Am Schluss ist Violet von allen guten Geistern und Familienmitgliedern verlassen, mit roter Trump-Baseballkappe sitzt sie strotzend vor Selbstgerechtigkeit und Selbstmitleid in ihrer Wohnküche – nur die anfänglich am taffsten erscheinende Tochter Barbara bleibt am verwüsteten Kriegsschauplatz zurück, die beiden Frauen nähern sich im Grad ihrer Verwahrlosung an.
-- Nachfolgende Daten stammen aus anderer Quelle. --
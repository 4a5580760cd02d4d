// libs/encounter-cell/src/services/history.rs
use std::sync::Arc;

use rusqlite::{params, Connection};
use uuid::Uuid;

use appointment_cell::models::{Appointment, AppointmentSearchQuery, AppointmentStatus};
use appointment_cell::services::booking::{find_appointment, patient_exists, search_appointments};
use shared_database::{decode_ts, ClinicDb, DatabaseError};

use crate::models::{
    AppointmentDetail, ClinicalNote, Diagnosis, EncounterError, MedicationLine, PatientHistory,
    Prescription,
};

pub struct HistoryService {
    db: Arc<ClinicDb>,
}

impl HistoryService {
    pub fn new(db: Arc<ClinicDb>) -> Self {
        Self { db }
    }

    /// One appointment with everything recorded against it. Notes come back
    /// oldest first, following the order they were written.
    pub fn appointment_detail(
        &self,
        appointment_id: Uuid,
    ) -> Result<AppointmentDetail, EncounterError> {
        self.db.read(|conn| {
            let appointment = find_appointment(conn, appointment_id)?
                .ok_or(EncounterError::AppointmentNotFound)?;
            detail_for(conn, appointment).map_err(EncounterError::from)
        })
    }

    /// A patient's completed visits, most recent first, each with its
    /// clinical records.
    pub fn patient_history(&self, patient_id: Uuid) -> Result<PatientHistory, EncounterError> {
        self.db.read(|conn| {
            if !patient_exists(conn, patient_id)? {
                return Err(EncounterError::PatientNotFound);
            }

            // Most recent visit first, courtesy of the search ordering.
            let attended = search_appointments(
                conn,
                &AppointmentSearchQuery {
                    patient_id: Some(patient_id),
                    status: Some(AppointmentStatus::Attended),
                    ..Default::default()
                },
            )?;

            let mut visits = Vec::with_capacity(attended.len());
            for appointment in attended {
                visits.push(detail_for(conn, appointment)?);
            }
            Ok(PatientHistory { patient_id, visits })
        })
    }
}

fn detail_for(
    conn: &Connection,
    appointment: Appointment,
) -> Result<AppointmentDetail, DatabaseError> {
    let diagnoses = diagnoses_for(conn, appointment.id)?;
    let notes = notes_for(conn, appointment.id)?;
    let prescriptions = prescriptions_for(conn, appointment.id)?;
    Ok(AppointmentDetail {
        appointment,
        diagnoses,
        notes,
        prescriptions,
    })
}

fn diagnoses_for(conn: &Connection, appointment_id: Uuid) -> Result<Vec<Diagnosis>, DatabaseError> {
    let mut stmt = conn.prepare(
        "SELECT id, appointment_id, code, description, created_at
         FROM diagnoses WHERE appointment_id = ?1 ORDER BY created_at ASC",
    )?;
    let rows = stmt.query_map(params![appointment_id.to_string()], |row| {
        Ok((
            row.get::<_, String>(0)?,
            row.get::<_, String>(1)?,
            row.get::<_, Option<String>>(2)?,
            row.get::<_, String>(3)?,
            row.get::<_, String>(4)?,
        ))
    })?;

    let mut diagnoses = Vec::new();
    for row in rows {
        let (id, appointment_id, code, description, created_at) = row?;
        diagnoses.push(Diagnosis {
            id: parse_uuid("diagnosis.id", &id)?,
            appointment_id: parse_uuid("diagnosis.appointment_id", &appointment_id)?,
            code,
            description,
            created_at: decode_ts(&created_at)?,
        });
    }
    Ok(diagnoses)
}

fn notes_for(conn: &Connection, appointment_id: Uuid) -> Result<Vec<ClinicalNote>, DatabaseError> {
    let mut stmt = conn.prepare(
        "SELECT id, appointment_id, content, created_at
         FROM clinical_notes WHERE appointment_id = ?1 ORDER BY created_at ASC",
    )?;
    let rows = stmt.query_map(params![appointment_id.to_string()], |row| {
        Ok((
            row.get::<_, String>(0)?,
            row.get::<_, String>(1)?,
            row.get::<_, String>(2)?,
            row.get::<_, String>(3)?,
        ))
    })?;

    let mut notes = Vec::new();
    for row in rows {
        let (id, appointment_id, content, created_at) = row?;
        notes.push(ClinicalNote {
            id: parse_uuid("clinical_note.id", &id)?,
            appointment_id: parse_uuid("clinical_note.appointment_id", &appointment_id)?,
            content,
            created_at: decode_ts(&created_at)?,
        });
    }
    Ok(notes)
}

fn prescriptions_for(
    conn: &Connection,
    appointment_id: Uuid,
) -> Result<Vec<Prescription>, DatabaseError> {
    let mut stmt = conn.prepare(
        "SELECT id, appointment_id, notes, created_at
         FROM prescriptions WHERE appointment_id = ?1 ORDER BY created_at ASC",
    )?;
    let rows = stmt.query_map(params![appointment_id.to_string()], |row| {
        Ok((
            row.get::<_, String>(0)?,
            row.get::<_, String>(1)?,
            row.get::<_, Option<String>>(2)?,
            row.get::<_, String>(3)?,
        ))
    })?;

    let mut prescriptions = Vec::new();
    for row in rows {
        let (id, appointment_id, notes, created_at) = row?;
        let prescription_id = parse_uuid("prescription.id", &id)?;
        prescriptions.push(Prescription {
            id: prescription_id,
            appointment_id: parse_uuid("prescription.appointment_id", &appointment_id)?,
            notes,
            created_at: decode_ts(&created_at)?,
            lines: lines_for(conn, prescription_id)?,
        });
    }
    Ok(prescriptions)
}

fn lines_for(conn: &Connection, prescription_id: Uuid) -> Result<Vec<MedicationLine>, DatabaseError> {
    let mut stmt = conn.prepare(
        "SELECT id, prescription_id, medication, dose, frequency, duration, instructions
         FROM medication_lines WHERE prescription_id = ?1 ORDER BY rowid ASC",
    )?;
    let rows = stmt.query_map(params![prescription_id.to_string()], |row| {
        Ok((
            row.get::<_, String>(0)?,
            row.get::<_, String>(1)?,
            row.get::<_, String>(2)?,
            row.get::<_, Option<String>>(3)?,
            row.get::<_, Option<String>>(4)?,
            row.get::<_, Option<String>>(5)?,
            row.get::<_, Option<String>>(6)?,
        ))
    })?;

    let mut lines = Vec::new();
    for row in rows {
        let (id, prescription_id, medication, dose, frequency, duration, instructions) = row?;
        lines.push(MedicationLine {
            id: parse_uuid("medication_line.id", &id)?,
            prescription_id: parse_uuid("medication_line.prescription_id", &prescription_id)?,
            medication,
            dose,
            frequency,
            duration,
            instructions,
        });
    }
    Ok(lines)
}

fn parse_uuid(field: &str, value: &str) -> Result<Uuid, DatabaseError> {
    Uuid::parse_str(value).map_err(|_| DatabaseError::InvalidValue {
        field: field.to_string(),
        value: value.to_string(),
    })
}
Und nun? Man hat ein Stück von 2007 gesehen, dessen Ende vorhersehbar war – wegen der so zahlreichen wie betagten Vorbilder aus den US-amerikanischen Dramatikerwerkstätten. Offenbar ist doch nicht jede unglückliche Familie so einzigartig wie von Tolstoi behauptet. Die von Tracy Letts erfundene taugt jedenfalls bestens für eine RTL-Soap. Immerhin aber hat man gut aufgelegte Schauspielerinnen und Schauspieler erleben dürfen, die der Geschichte dann doch eine nicht unerhebliche Fallhöhe verleihen.

Tracy Letts übrigens bekennt sich zu den Vorbildern O’Neill, Williams und Albee. In einem Interview mit dem Deutschlandfunk sagte er: „Diese Autoren haben mich bestimmt beeinflusst, sie sind wahre Meister, und ich kann ihnen nicht das Wasser reichen.“ Stimmt.